Imaging flow cytometry as a novel approach for the diagnosis of heparin-induced thrombocytopenia
- PMID: 39658032
- PMCID: PMC11829136
- DOI: 10.1111/bjh.19945
Imaging flow cytometry as a novel approach for the diagnosis of heparin-induced thrombocytopenia
Abstract
Heparin-induced thrombocytopenia (HIT) is an adverse reaction characterized by anti-PF4-heparin antibody generation and hypercoagulability. Imaging flow cytometry (IFC) provides a detailed morphological analysis of platelets, which change upon activation. We evaluated IFC-derived morphometric features to detect platelet activation and developed a functional assay for HIT diagnosis.
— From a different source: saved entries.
//! Complex multiplication
//!
//! `tx` supplies the constant factor `t = a + bi`, which is split into a register of real parts and
//! a register of imaginary parts. `sr` is the data operand `s`, which gets rotated by `i`. Every
//! product is then one or two real multiplies and a single add or subtract, each rounded once.
//!
//! | function  | result          |
//! |-----------|-----------------|
//! | [`vzmul`]   | `t * s`         |
//! | [`vzmulj`]  | `conj(t) * s`   |
//! | [`vzmuli`]  | `i * t * s`     |
//! | [`vzmulij`] | `i * conj(t) * s` |
use super::rotate::vbyi;
use crate::vector::SimdVector;

/// `t * s`
#[inline(always)]
pub fn vzmul<V: SimdVector>(tx: V, sr: V) -> V {
    let tr = tx.dup_re();
    let ti = tx.dup_im();
    let tr = sr.mul(tr);
    let sr = vbyi(sr);
    tr.add(ti.mul(sr))
}

/// `conj(t) * s`
#[inline(always)]
pub fn vzmulj<V: SimdVector>(tx: V, sr: V) -> V {
    let tr = tx.dup_re();
    let ti = tx.dup_im();
    let tr = sr.mul(tr);
    let sr = vbyi(sr);
    tr.sub(ti.mul(sr))
}

/// `i * t * s`
#[inline(always)]
pub fn vzmuli<V: SimdVector>(tx: V, sr: V) -> V {
    let tr = tx.dup_re();
    let ti = tx.dup_im();
    let ti = ti.mul(sr);
    let sr = vbyi(sr);
    tr.mul(sr).sub(ti)
}

/// `i * conj(t) * s`
#[inline(always)]
pub fn vzmulij<V: SimdVector>(tx: V, sr: V) -> V {
    let tr = tx.dup_re();
    let ti = tx.dup_im();
    let ti = ti.mul(sr);
    let sr = vbyi(sr);
    tr.mul(sr).add(ti)
}
//! Precision parameterization
//!
//! Everything that depends on the scalar element type lives behind [`Precision`]: the number of
//! complex values per 128-bit register, the alignment the fast paths require, the sign mask used
//! for conjugation and the suffix used to mangle per-precision symbol names.
//!
//! The trait is implemented for `f32` and `f64` only. Extended precision has no 128-bit vector
//! representation and is rejected at build time.
use core::fmt::{Debug, Display};

use num_traits::Float;

use crate::constants::{CONJ_MASK_F32, CONJ_MASK_F64};
use crate::vector::{Native32, Native64, SimdVector};

/// Width of the vector registers this layer targets, in bytes.
pub const VECTOR_BYTES: usize = 16;

/// A scalar element type the vector layer can be instantiated with.
pub trait Precision:
    Float + Default + Debug + Display + Send + Sync + 'static
{
    /// The vector type selected for this precision by the build configuration.
    type Native: SimdVector<Scalar = Self>;

    /// Complex numbers per vector register.
    const VL: usize;

    /// Scalars per vector register.
    const LANES: usize = 2 * Self::VL;

    /// Suffix appended to per-precision names (`s` for single, `d` for double).
    const SUFFIX: &'static str;

    /// Alignment, in bytes, required by [`ld`](crate::memory::ld) and [`st`](crate::memory::st).
    const ALIGNMENT: usize;

    /// Alignment, in bytes, required by [`lda`](crate::memory::lda) and
    /// [`sta`](crate::memory::sta).
    const ALIGNMENTA: usize = VECTOR_BYTES;

    /// Bitwise XOR of the IEEE-754 representations.
    fn xor_bits(self, mask: Self) -> Self;

    /// Lanes of the process-wide conjugation mask: `+0` on real lanes, `-0` on imaginary lanes.
    fn conj_mask() -> &'static [Self];

    /// Relative tolerance within which the twiddle storage formats must agree.
    fn twiddle_tolerance() -> Self {
        Self::epsilon() * Self::from(8.0).unwrap()
    }

    /// Appends the precision suffix to `name`.
    fn mangle(name: &str) -> String {
        format!("{name}{}", Self::SUFFIX)
    }
}

macro_rules! impl_precision_for {
    ($precision:ty, $native:ty, $vl:expr, $suffix:expr, $alignment:expr, $mask:ident) => {
        impl Precision for $precision {
            type Native = $native;

            const VL: usize = $vl;
            const SUFFIX: &'static str = $suffix;
            const ALIGNMENT: usize = $alignment;

            #[inline(always)]
            fn xor_bits(self, mask: Self) -> Self {
                <$precision>::from_bits(self.to_bits() ^ mask.to_bits())
            }

            #[inline(always)]
            fn conj_mask() -> &'static [Self] {
                &$mask.0
            }
        }
    };
}

impl_precision_for!(f32, Native32, 2, "s", 8, CONJ_MASK_F32);
impl_precision_for!(f64, Native64, 1, "d", 16, CONJ_MASK_F64);
//! Twiddle application
//!
//! Each pair of routines decodes one [`TwiddleFormat`](crate::twiddles::TwiddleFormat) at `t` and
//! multiplies the data operand by the twiddle (`bytw*`) or by its conjugate (`bytwj*`). `t` must
//! point at the start of the twiddle's slot for the current vector step and be vector aligned.
//!
//! | routines             | format       | scalars read at `t` |
//! |----------------------|--------------|---------------------|
//! | [`bytw1`], [`bytwj1`] | `Compact`    | `2 * VL`            |
//! | [`bytw2`], [`bytwj2`] | `Expanded`   | `4 * VL`            |
//! | [`bytw3`], [`bytwj3`] | `PerComplex` | `2 * VL`            |
//! | [`bytws`], [`bytwjs`] | `Split`      | `4 * VL`            |
use super::complex::{vzmul, vzmulj};
use super::rotate::{flip_ri, vbyi};
use crate::memory::lda;
use crate::vector::SimdVector;

/// Unpacks a compact twiddle into duplicated cosines and duplicated sines.
///
/// # Safety
///
/// `t..t + LANES` must be readable and vector aligned.
#[inline(always)]
unsafe fn compact_parts<V: SimdVector>(t: *const V::Scalar) -> (V, V) {
    let tx: V = lda(t, 0, t);
    (tx.unpack_lo(tx), tx.unpack_hi(tx))
}

/// Multiplies `sr` by the compact twiddle at `t`.
///
/// # Safety
///
/// `t..t + LANES` must be readable and vector aligned.
#[inline(always)]
pub unsafe fn bytw1<V: SimdVector>(t: *const V::Scalar, sr: V) -> V {
    let (tr, ti) = compact_parts::<V>(t);
    tr.mul(sr).add(ti.mul(vbyi(sr)))
}

/// Multiplies `sr` by the conjugate of the compact twiddle at `t`.
///
/// # Safety
///
/// `t..t + LANES` must be readable and vector aligned.
#[inline(always)]
pub unsafe fn bytwj1<V: SimdVector>(t: *const V::Scalar, sr: V) -> V {
    let (tr, ti) = compact_parts::<V>(t);
    tr.mul(sr).sub(ti.mul(vbyi(sr)))
}

/// Multiplies `sr` by the expanded twiddle at `t`.
///
/// The sines are stored pre-signed, so the product is two multiplies and one add.
///
/// # Safety
///
/// `t..t + 2 * LANES` must be readable and `t` vector aligned.
#[inline(always)]
pub unsafe fn bytw2<V: SimdVector>(t: *const V::Scalar, sr: V) -> V {
    let tr: V = lda(t, 0, t);
    let ti: V = lda(t.add(V::LANES), 0, t);
    tr.mul(sr).add(ti.mul(flip_ri(sr)))
}

/// Multiplies `sr` by the conjugate of the expanded twiddle at `t`.
///
/// # Safety
///
/// `t..t + 2 * LANES` must be readable and `t` vector aligned.
#[inline(always)]
pub unsafe fn bytwj2<V: SimdVector>(t: *const V::Scalar, sr: V) -> V {
    let tr: V = lda(t, 0, t);
    let ti: V = lda(t.add(V::LANES), 0, t);
    tr.mul(sr).sub(ti.mul(flip_ri(sr)))
}

/// Multiplies `sr` by the per-complex twiddle at `t`.
///
/// # Safety
///
/// `t..t + LANES` must be readable and vector aligned.
#[inline(always)]
pub unsafe fn bytw3<V: SimdVector>(t: *const V::Scalar, sr: V) -> V {
    vzmul(lda(t, 0, t), sr)
}

/// Multiplies `sr` by the conjugate of the per-complex twiddle at `t`.
///
/// # Safety
///
/// `t..t + LANES` must be readable and vector aligned.
#[inline(always)]
pub unsafe fn bytwj3<V: SimdVector>(t: *const V::Scalar, sr: V) -> V {
    vzmulj(lda(t, 0, t), sr)
}

/// Multiplies split data by the split twiddle at `t`.
///
/// `re` and `im` hold the real and imaginary parts of `LANES` independent complex numbers. Returns
/// the new `(re, im)`.
///
/// # Safety
///
/// `t..t + 2 * LANES` must be readable and `t` vector aligned.
#[inline(always)]
pub unsafe fn bytws<V: SimdVector>(t: *const V::Scalar, re: V, im: V) -> (V, V) {
    let c: V = lda(t, 0, t);
    let s: V = lda(t.add(V::LANES), 0, t);
    (c.mul(re).sub(s.mul(im)), c.mul(im).add(s.mul(re)))
}

/// Multiplies split data by the conjugate of the split twiddle at `t`.
///
/// # Safety
///
/// `t..t + 2 * LANES` must be readable and `t` vector aligned.
#[inline(always)]
pub unsafe fn bytwjs<V: SimdVector>(t: *const V::Scalar, re: V, im: V) -> (V, V) {
    let c: V = lda(t, 0, t);
    let s: V = lda(t.add(V::LANES), 0, t);
    (c.mul(re).add(s.mul(im)), c.mul(im).sub(s.mul(re)))
}
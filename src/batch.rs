//! Slice drivers
//!
//! Safe loops that run the kernels over whole interleaved buffers (`re, im, re, im, ...`), one
//! register of `VL` complex numbers per step.
//!
//! All drivers are compiled for several target feature levels, but the level is picked when the
//! crate is built, never at run time.
use crate::kernels::complex::{vzmul, vzmulj};
use crate::kernels::rotate::{vbyi, vconj};
use crate::kernels::twiddle::{bytw1, bytw2, bytw3, bytwj1, bytwj2, bytwj3};
use crate::twiddles::{Direction, TwiddleFormat};
use crate::vector::SimdVector;

/// Contiguous complex numbers are two scalars apart.
const CONTIGUOUS: isize = 2;

#[track_caller]
fn check_buffer<V: SimdVector>(data: &[V::Scalar]) {
    assert_eq!(
        data.len() % V::LANES,
        0,
        "buffer of {} scalars does not split into registers of {}",
        data.len(),
        V::LANES
    );
}

/// Applies `f` to every register of `data` in place.
#[inline(always)]
fn map_registers<V: SimdVector>(data: &mut [V::Scalar], mut f: impl FnMut(usize, V) -> V) {
    let ptr = data.as_mut_ptr();
    for step in 0..data.len() / V::LANES {
        // SAFETY: `check_buffer` established that `data` holds whole registers, and the
        // unaligned `ld`/`st` of the backends only need scalar alignment
        unsafe {
            let x = ptr.add(step * V::LANES);
            let v = V::ld(x, CONTIGUOUS, x);
            V::st(x, f(step, v), CONTIGUOUS, x);
        }
    }
}

/// Multiplies complex number `k` of `data` by twiddle `k` of `table`.
///
/// `table` holds the twiddles in `format`, one twiddle per vector step, already packed into
/// registers (see [`pack_registers`](crate::twiddles::pack_registers)). With
/// [`Direction::Reverse`] every twiddle is conjugated first.
///
/// # Panics
///
/// Panics if `format` is [`TwiddleFormat::Split`], if `data` does not split into whole
/// registers, or if `table` does not hold exactly one twiddle per register of `data`
#[multiversion::multiversion(
    targets(
    "x86_64+avx2+fma", // x86_64-v3
    "x86_64+sse4.2", // x86_64-v2
    "x86+avx2+fma",
    "x86+sse4.2",
    "x86+sse2",
    ),
    dispatcher = "static"
)]
pub fn apply_twiddles<V: SimdVector>(
    data: &mut [V::Scalar],
    table: &[V],
    format: TwiddleFormat,
    direction: Direction,
) {
    assert_ne!(
        format,
        TwiddleFormat::Split,
        "split twiddles need split data"
    );
    check_buffer::<V>(data);

    let width = format.scalars_per_twiddle::<V::Scalar>();
    let steps = data.len() / V::LANES;
    assert_eq!(
        table.len() * V::LANES,
        steps * width,
        "twiddle table does not match {steps} vector steps"
    );

    let apply: unsafe fn(*const V::Scalar, V) -> V = match (format, direction) {
        (TwiddleFormat::Compact, Direction::Forward) => bytw1::<V>,
        (TwiddleFormat::Compact, Direction::Reverse) => bytwj1::<V>,
        (TwiddleFormat::Expanded, Direction::Forward) => bytw2::<V>,
        (TwiddleFormat::Expanded, Direction::Reverse) => bytwj2::<V>,
        (TwiddleFormat::PerComplex, Direction::Forward) => bytw3::<V>,
        (TwiddleFormat::PerComplex, Direction::Reverse) => bytwj3::<V>,
        (TwiddleFormat::Split, _) => unreachable!(),
    };

    let t = table.as_ptr().cast::<V::Scalar>();
    map_registers::<V>(data, |step, s| {
        // SAFETY: the length check above keeps every slot inside `table`, and `&[V]` keeps the
        // registers vector aligned
        unsafe { apply(t.add(step * width), s) }
    });
}

/// Conjugates every complex number of `data` in place.
///
/// # Panics
///
/// Panics if `data` does not split into whole registers
#[multiversion::multiversion(
    targets(
    "x86_64+avx2+fma",
    "x86_64+sse4.2",
    "x86+avx2+fma",
    "x86+sse4.2",
    "x86+sse2",
    ),
    dispatcher = "static"
)]
pub fn conjugate<V: SimdVector>(data: &mut [V::Scalar]) {
    check_buffer::<V>(data);
    map_registers::<V>(data, |_, v| vconj(v));
}

/// Multiplies every complex number of `data` by `i` in place.
///
/// # Panics
///
/// Panics if `data` does not split into whole registers
#[multiversion::multiversion(
    targets(
    "x86_64+avx2+fma",
    "x86_64+sse4.2",
    "x86+avx2+fma",
    "x86+sse4.2",
    "x86+sse2",
    ),
    dispatcher = "static"
)]
pub fn rotate_by_i<V: SimdVector>(data: &mut [V::Scalar]) {
    check_buffer::<V>(data);
    map_registers::<V>(data, |_, v| vbyi(v));
}

/// Multiplies `data` element-wise by `factors`, or by their conjugates with
/// [`Direction::Reverse`].
///
/// # Panics
///
/// Panics if `data.len() != factors.len()` or if either buffer does not split into whole
/// registers
#[multiversion::multiversion(
    targets(
    "x86_64+avx2+fma",
    "x86_64+sse4.2",
    "x86+avx2+fma",
    "x86+sse4.2",
    "x86+sse2",
    ),
    dispatcher = "static"
)]
pub fn multiply<V: SimdVector>(data: &mut [V::Scalar], factors: &[V::Scalar], direction: Direction) {
    assert_eq!(data.len(), factors.len());
    check_buffer::<V>(data);
    check_buffer::<V>(factors);

    let f = factors.as_ptr();
    map_registers::<V>(data, |step, s| {
        // SAFETY: `factors` has the same whole registers as `data`
        let t = unsafe {
            let x = f.add(step * V::LANES);
            V::ld(x, CONTIGUOUS, x)
        };
        match direction {
            Direction::Forward => vzmul(t, s),
            Direction::Reverse => vzmulj(t, s),
        }
    });
}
We analysed blood samples from 42 patients with suspected HIT and extracted platelet size, shape and texture features using IFC. The morphological features were compared with CD62P expression, light transmission aggregometry (LTA) and a serotonin release assay (SRA) in terms of their ability to predict a HIT diagnosis. Five IFC-derived morphological features (area, circularity, contrast, diameter and major axis) significantly distinguished resting from activated platelets. The major axis feature performed best for HIT diagnosis, with a sensitivity of 89.3% and a specificity of 92.9% versus functional assays (LTA/SRA); this diagnostic performance was similar to that of CD62P expression on the same platelet donors. The area and diameter had similar specificity (92.9%) and a slightly lower sensitivity (85.7%). The morphological features associated with platelet activation might be effective markers for the diagnosis of HIT, matching platelet CD62P expression assay performance. The high-throughput IFC exploration of platelet activation offers new perspectives in label-free analysis and time-saving.
Keywords: heparin‐induced thrombocytopenia; imaging flow cytometry; laboratory diagnosis.
© 2024 The Author(s). British Journal of Haematology published by British Society for Haematology and John Wiley & Sons Ltd.
Conflict of interest statement
The authors declare no conflicts of interest.